*To do*:
From the first line of the entries below, reproduce everything exactly through the line with "Ok(config) => return", and nothing more.
------------------------------------------------------------------------
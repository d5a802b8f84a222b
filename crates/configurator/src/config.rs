//! Application configuration. Loaded from `courtviz.ron` at startup;
//! a missing or invalid file falls back to defaults.

use serde::{Deserialize, Serialize};
use std::path::{Path, PathBuf};

#[derive(Debug, Clone, Serialize, Deserialize)]
pub struct AppConfig {
    /// Directory court and accessory assets are resolved from.
    #[serde(default = "default_assets_dir")]
    pub assets_dir: PathBuf,
    /// Preview frame width in pixels.
    #[serde(default = "default_preview_width")]
    pub preview_width: u32,
    /// Preview frame height in pixels.
    #[serde(default = "default_preview_height")]
    pub preview_height: u32,
    /// Lead endpoint on the relay.
    #[serde(default = "default_relay_endpoint")]
    pub relay_endpoint: String,
    /// Origin presented to the relay's access gate.
    #[serde(default = "default_origin")]
    pub origin: String,
    /// Page URL recorded with each lead.
    #[serde(default = "default_page_url")]
    pub page_url: String,
}

fn default_assets_dir() -> PathBuf {
    PathBuf::from("assets")
}
fn default_preview_width() -> u32 {
    1280
}
fn default_preview_height() -> u32 {
    720
}
fn default_relay_endpoint() -> String {
    "https://padel-leads.example.workers.dev/api/lead".to_string()
}
fn default_origin() -> String {
    "https://courts.example.io".to_string()
}
fn default_page_url() -> String {
    "https://courts.example.io/configurator".to_string()
}

impl Default for AppConfig {
    fn default() -> Self {
        Self {
            assets_dir: default_assets_dir(),
            preview_width: default_preview_width(),
            preview_height: default_preview_height(),
            relay_endpoint: default_relay_endpoint(),
            origin: default_origin(),
            page_url: default_page_url(),
        }
    }
}

impl AppConfig {
    /// Load config from `courtviz.ron` in the current directory.
    pub fn load() -> Self {
        Self::load_from(&config_path())
    }

    /// Load from an explicit path. Missing or invalid files yield
    /// defaults with a warning, never an error.
    pub fn load_from(path: &Path) -> Self {
        if let Ok(data) = std::fs::read_to_string(path) {
            match ron::from_str(&data) {
                Ok(config) => return config,
                Err(err) => {
                    log::warn!("invalid config at {:?}: {}, using defaults", path, err)
                }
            }
        }
        Self::default()
    }

    /// Save to `courtviz.ron`. Logs on error.
    pub fn save(&self) {
        let path = config_path();
        if let Ok(s) = ron::ser::to_string_pretty(self, ron::ser::PrettyConfig::default()) {
            if let Err(err) = std::fs::write(&path, s) {
                log::warn!("could not write config to {:?}: {}", path, err);
            }
        }
    }
}

fn config_path() -> PathBuf {
    std::env::current_dir()
        .unwrap_or_else(|_| PathBuf::from("."))
        .join("courtviz.ron")
}
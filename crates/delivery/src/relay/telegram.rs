//! Telegram Bot API client used as the relay's downstream messenger.

use base64::Engine;
use serde_json::json;

use crate::error::DeliveryError;

/// Downstream channel the relay forwards leads to. Split out as a trait
/// so the request handler can be exercised without network access.
pub trait Messenger {
    fn send_text(&self, text: &str) -> Result<(), DeliveryError>;
    fn send_photo(&self, jpeg: &[u8], caption: &str) -> Result<(), DeliveryError>;
}

const DEFAULT_API_BASE: &str = "https://api.telegram.org";

pub struct TelegramBot {
    token: String,
    chat_id: String,
    api_base: String,
}

impl TelegramBot {
    pub fn new(token: impl Into<String>, chat_id: impl Into<String>) -> Self {
        TelegramBot {
            token: token.into(),
            chat_id: chat_id.into(),
            api_base: DEFAULT_API_BASE.to_string(),
        }
    }

    /// Point at a different API host, for tests against a local stub.
    pub fn with_api_base(mut self, base: impl Into<String>) -> Self {
        self.api_base = base.into();
        self
    }

    fn method_url(&self, method: &str) -> String {
        format!("{}/bot{}/{method}", self.api_base, self.token)
    }
}

impl Messenger for TelegramBot {
    fn send_text(&self, text: &str) -> Result<(), DeliveryError> {
        let resp = ureq::post(&self.method_url("sendMessage"))
            .send_json(json!({ "chat_id": self.chat_id, "text": text }));
        map_response(resp)
    }

    fn send_photo(&self, jpeg: &[u8], caption: &str) -> Result<(), DeliveryError> {
        let boundary = "----padel-lead-boundary-7a31f0";
        let body = multipart_photo(boundary, &self.chat_id, caption, jpeg);
        let resp = ureq::post(&self.method_url("sendPhoto"))
            .set(
                "Content-Type",
                &format!("multipart/form-data; boundary={boundary}"),
            )
            .send_bytes(&body);
        map_response(resp)
    }
}

fn map_response(resp: Result<ureq::Response, ureq::Error>) -> Result<(), DeliveryError> {
    match resp {
        Ok(_) => Ok(()),
        Err(ureq::Error::Status(code, _)) => Err(DeliveryError::UnexpectedStatus(code)),
        Err(err) => Err(DeliveryError::Transport(err.to_string())),
    }
}

/// Hand-built multipart body: three fields, the photo last.
fn multipart_photo(boundary: &str, chat_id: &str, caption: &str, jpeg: &[u8]) -> Vec<u8> {
    let mut body = Vec::with_capacity(jpeg.len() + 512);
    let mut text_field = |name: &str, value: &str, body: &mut Vec<u8>| {
        body.extend_from_slice(
            format!(
                "--{boundary}\r\nContent-Disposition: form-data; name=\"{name}\"\r\n\r\n{value}\r\n"
            )
            .as_bytes(),
        );
    };
    text_field("chat_id", chat_id, &mut body);
    if !caption.is_empty() {
        text_field("caption", caption, &mut body);
    }
    body.extend_from_slice(
        format!(
            "--{boundary}\r\nContent-Disposition: form-data; name=\"photo\"; \
             filename=\"snapshot.jpg\"\r\nContent-Type: image/jpeg\r\n\r\n"
        )
        .as_bytes(),
    );
    body.extend_from_slice(jpeg);
    body.extend_from_slice(format!("\r\n--{boundary}--\r\n").as_bytes());
    body
}

/// Decode the base64 payload of a `data:image/jpeg;base64,…` URI.
pub fn decode_data_uri(uri: &str) -> Result<Vec<u8>, DeliveryError> {
    let encoded = uri
        .split_once(',')
        .map(|(_, rest)| rest)
        .ok_or_else(|| DeliveryError::Transport("data URI has no payload".into()))?;
    base64::engine::general_purpose::STANDARD
        .decode(encoded)
        .map_err(|err| DeliveryError::Transport(format!("invalid base64 in data URI: {err}")))
}

#[cfg(test)]
mod tests {
    use super::*;

    #[test]
    fn multipart_body_is_well_formed() {
        let body = multipart_photo("BBB", "42", "caption text", &[0xFF, 0xD8, 0xFF]);
        let text = String::from_utf8_lossy(&body);
        assert!(text.starts_with("--BBB\r\n"));
        assert!(text.contains("name=\"chat_id\"\r\n\r\n42\r\n"));
        assert!(text.contains("name=\"caption\"\r\n\r\ncaption text\r\n"));
        assert!(text.contains("filename=\"snapshot.jpg\""));
        assert!(text.ends_with("\r\n--BBB--\r\n"));
    }

    #[test]
    fn data_uri_round_trip() {
        let uri = format!(
            "data:image/jpeg;base64,{}",
            base64::engine::general_purpose::STANDARD.encode([1u8, 2, 3, 4])
        );
        assert_eq!(decode_data_uri(&uri).unwrap(), vec![1, 2, 3, 4]);
        assert!(decode_data_uri("not a data uri").is_err());
    }
}
//! Core types shared by every CourtViz subsystem:
//! - Transform and bounding-box math for scene composition
//! - Color type used by material repainting
//! - Frame timing for the cooperative tick loop

pub mod bounds;
pub mod color;
pub mod time;
pub mod transform;

pub use bounds::*;
pub use color::*;
pub use time::*;
pub use transform::*;

// Re-export commonly used types
pub use glam::{Mat4, Quat, Vec2, Vec3, Vec4};
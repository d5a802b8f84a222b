//! Scene asset data model: keys, roles, node hierarchy, materials.

use engine_core::{Rgba, Transform};
use glam::Vec3;
use std::fmt;

/// Opaque identifier for a logical asset ("base", "lights-top", …).
/// Immutable once issued; the naming table mapping keys to candidate
/// files lives with the caller.
#[derive(Debug, Clone, PartialEq, Eq, Hash)]
pub struct AssetKey(String);

impl AssetKey {
    pub fn new(id: impl Into<String>) -> Self {
        Self(id.into())
    }

    pub fn as_str(&self) -> &str {
        &self.0
    }
}

impl fmt::Display for AssetKey {
    fn fmt(&self, f: &mut fmt::Formatter<'_>) -> fmt::Result {
        f.write_str(&self.0)
    }
}

/// The slot an asset occupies in the composed scene. `Court` is the
/// anchor every dependent is positioned against.
#[derive(Debug, Clone, PartialEq, Eq, Hash)]
pub enum AssetRole {
    Court,
    Lighting,
    Accessory(String),
}

impl AssetRole {
    pub fn is_anchor(&self) -> bool {
        matches!(self, AssetRole::Court)
    }
}

impl fmt::Display for AssetRole {
    fn fmt(&self, f: &mut fmt::Formatter<'_>) -> fmt::Result {
        match self {
            AssetRole::Court => f.write_str("court"),
            AssetRole::Lighting => f.write_str("lighting"),
            AssetRole::Accessory(id) => write!(f, "accessory:{id}"),
        }
    }
}

/// Index into a [`MaterialSet`].
pub type MaterialId = usize;

/// One mesh primitive: triangle geometry plus exactly one material
/// reference. Multi-material meshes are a sequence of primitives, so
/// downstream code never re-checks material shape.
#[derive(Debug, Clone)]
pub struct Primitive {
    pub positions: Vec<Vec3>,
    pub indices: Vec<u32>,
    pub material: MaterialId,
}

impl Primitive {
    /// Iterate triangles as position triples.
    pub fn triangles(&self) -> impl Iterator<Item = [Vec3; 3]> + '_ {
        self.indices.chunks_exact(3).map(|idx| {
            [
                self.positions[idx[0] as usize],
                self.positions[idx[1] as usize],
                self.positions[idx[2] as usize],
            ]
        })
    }
}

/// A named mesh and its primitives.
#[derive(Debug, Clone)]
pub struct Mesh {
    pub name: String,
    pub primitives: Vec<Primitive>,
}

impl Mesh {
    /// The normalized material sequence of this mesh (one entry per
    /// primitive, length 1 for single-material meshes).
    pub fn material_slots(&self) -> impl Iterator<Item = MaterialId> + '_ {
        self.primitives.iter().map(|p| p.material)
    }
}

/// One node in an asset's transform hierarchy.
#[derive(Debug, Clone)]
pub struct Node {
    pub name: String,
    pub transform: Transform,
    pub mesh: Option<Mesh>,
    pub children: Vec<Node>,
}

impl Node {
    pub fn empty(name: impl Into<String>) -> Self {
        Self {
            name: name.into(),
            transform: Transform::default(),
            mesh: None,
            children: Vec::new(),
        }
    }
}

/// A material as authored: identity string plus the current base color.
/// `original` is captured once at prepare time and is the restore
/// target; it dies with the owning asset.
#[derive(Debug, Clone)]
pub struct Material {
    pub name: String,
    pub base_color: Rgba,
    pub original: Option<Rgba>,
    /// Set on any in-place mutation so a GPU backend knows to re-upload.
    pub dirty: bool,
}

impl Material {
    pub fn new(name: impl Into<String>, base_color: Rgba) -> Self {
        Self {
            name: name.into(),
            base_color,
            original: None,
            dirty: false,
        }
    }
}

/// The indexed material table of one asset. Primitives refer into it
/// by [`MaterialId`].
#[derive(Debug, Clone, Default)]
pub struct MaterialSet {
    materials: Vec<Material>,
}

impl MaterialSet {
    pub fn new(materials: Vec<Material>) -> Self {
        Self { materials }
    }

    pub fn push(&mut self, material: Material) -> MaterialId {
        self.materials.push(material);
        self.materials.len() - 1
    }

    pub fn get(&self, id: MaterialId) -> Option<&Material> {
        self.materials.get(id)
    }

    pub fn iter(&self) -> impl Iterator<Item = &Material> {
        self.materials.iter()
    }

    pub fn iter_mut(&mut self) -> impl Iterator<Item = &mut Material> {
        self.materials.iter_mut()
    }

    pub fn len(&self) -> usize {
        self.materials.len()
    }

    pub fn is_empty(&self) -> bool {
        self.materials.is_empty()
    }
}

/// A loaded 3D sub-scene: court, lighting rig, or accessory. Owned
/// exclusively by the engine and replaced wholesale on re-selection.
#[derive(Debug, Clone)]
pub struct SceneAsset {
    pub key: AssetKey,
    pub root: Node,
    pub materials: MaterialSet,
}

impl SceneAsset {
    pub fn new(key: AssetKey, root: Node, materials: MaterialSet) -> Self {
        Self { key, root, materials }
    }

    /// Visit every node depth-first.
    pub fn visit_nodes<'a>(&'a self, mut f: impl FnMut(&'a Node)) {
        fn walk<'a>(node: &'a Node, f: &mut impl FnMut(&'a Node)) {
            f(node);
            for child in &node.children {
                walk(child, f);
            }
        }
        walk(&self.root, &mut f);
    }

    /// Number of meshes across the hierarchy.
    pub fn mesh_count(&self) -> usize {
        let mut count = 0;
        self.visit_nodes(|n| {
            if n.mesh.is_some() {
                count += 1;
            }
        });
        count
    }
}

#[cfg(test)]
mod tests {
    use super::*;

    #[test]
    fn role_display_names() {
        assert_eq!(AssetRole::Court.to_string(), "court");
        assert_eq!(AssetRole::Lighting.to_string(), "lighting");
        assert_eq!(AssetRole::Accessory("bench".into()).to_string(), "accessory:bench");
    }

    #[test]
    fn mesh_material_slots_are_a_sequence() {
        let mesh = Mesh {
            name: "frame".into(),
            primitives: vec![
                Primitive { positions: vec![], indices: vec![], material: 0 },
                Primitive { positions: vec![], indices: vec![], material: 2 },
            ],
        };
        let slots: Vec<_> = mesh.material_slots().collect();
        assert_eq!(slots, vec![0, 2]);
    }

    #[test]
    fn visit_nodes_is_depth_first() {
        let mut root = Node::empty("root");
        let mut a = Node::empty("a");
        a.children.push(Node::empty("a1"));
        root.children.push(a);
        root.children.push(Node::empty("b"));
        let asset = SceneAsset::new(AssetKey::new("k"), root, MaterialSet::default());

        let mut order = Vec::new();
        asset.visit_nodes(|n| order.push(n.name.clone()));
        assert_eq!(order, vec!["root", "a", "a1", "b"]);
    }
}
------------------------------------------------------------------------
*Task output*:
repository d5a802b8f84a222b
filename crates/configurator/src/config.rs
//! Application configuration. Loaded from `courtviz.ron` at startup;
//! a missing or invalid file falls back to defaults.

use serde::{Deserialize, Serialize};
use std::path::{Path, PathBuf};

#[derive(Debug, Clone, Serialize, Deserialize)]
pub struct AppConfig {
    /// Directory court and accessory assets are resolved from.
    #[serde(default = "default_assets_dir")]
    pub assets_dir: PathBuf,
    /// Preview frame width in pixels.
    #[serde(default = "default_preview_width")]
    pub preview_width: u32,
    /// Preview frame height in pixels.
    #[serde(default = "default_preview_height")]
    pub preview_height: u32,
    /// Lead endpoint on the relay.
    #[serde(default = "default_relay_endpoint")]
    pub relay_endpoint: String,
    /// Origin presented to the relay's access gate.
    #[serde(default = "default_origin")]
    pub origin: String,
    /// Page URL recorded with each lead.
    #[serde(default = "default_page_url")]
    pub page_url: String,
}

fn default_assets_dir() -> PathBuf {
    PathBuf::from("assets")
}
fn default_preview_width() -> u32 {
    1280
}
fn default_preview_height() -> u32 {
    720
}
fn default_relay_endpoint() -> String {
    "https://padel-leads.example.workers.dev/api/lead".to_string()
}
fn default_origin() -> String {
    "https://courts.example.io".to_string()
}
fn default_page_url() -> String {
    "https://courts.example.io/configurator".to_string()
}

impl Default for AppConfig {
    fn default() -> Self {
        Self {
            assets_dir: default_assets_dir(),
            preview_width: default_preview_width(),
            preview_height: default_preview_height(),
            relay_endpoint: default_relay_endpoint(),
            origin: default_origin(),
            page_url: default_page_url(),
        }
    }
}

impl AppConfig {
    /// Load config from `courtviz.ron` in the current directory.
    pub fn load() -> Self {
        Self::load_from(&config_path())
    }

    /// Load from an explicit path. Missing or invalid files yield
    /// defaults with a warning, never an error.
    pub fn load_from(path: &Path) -> Self {
        if let Ok(data) = std::fs::read_to_string(path) {
            match ron::from_str(&data) {
                Ok(config) => return config,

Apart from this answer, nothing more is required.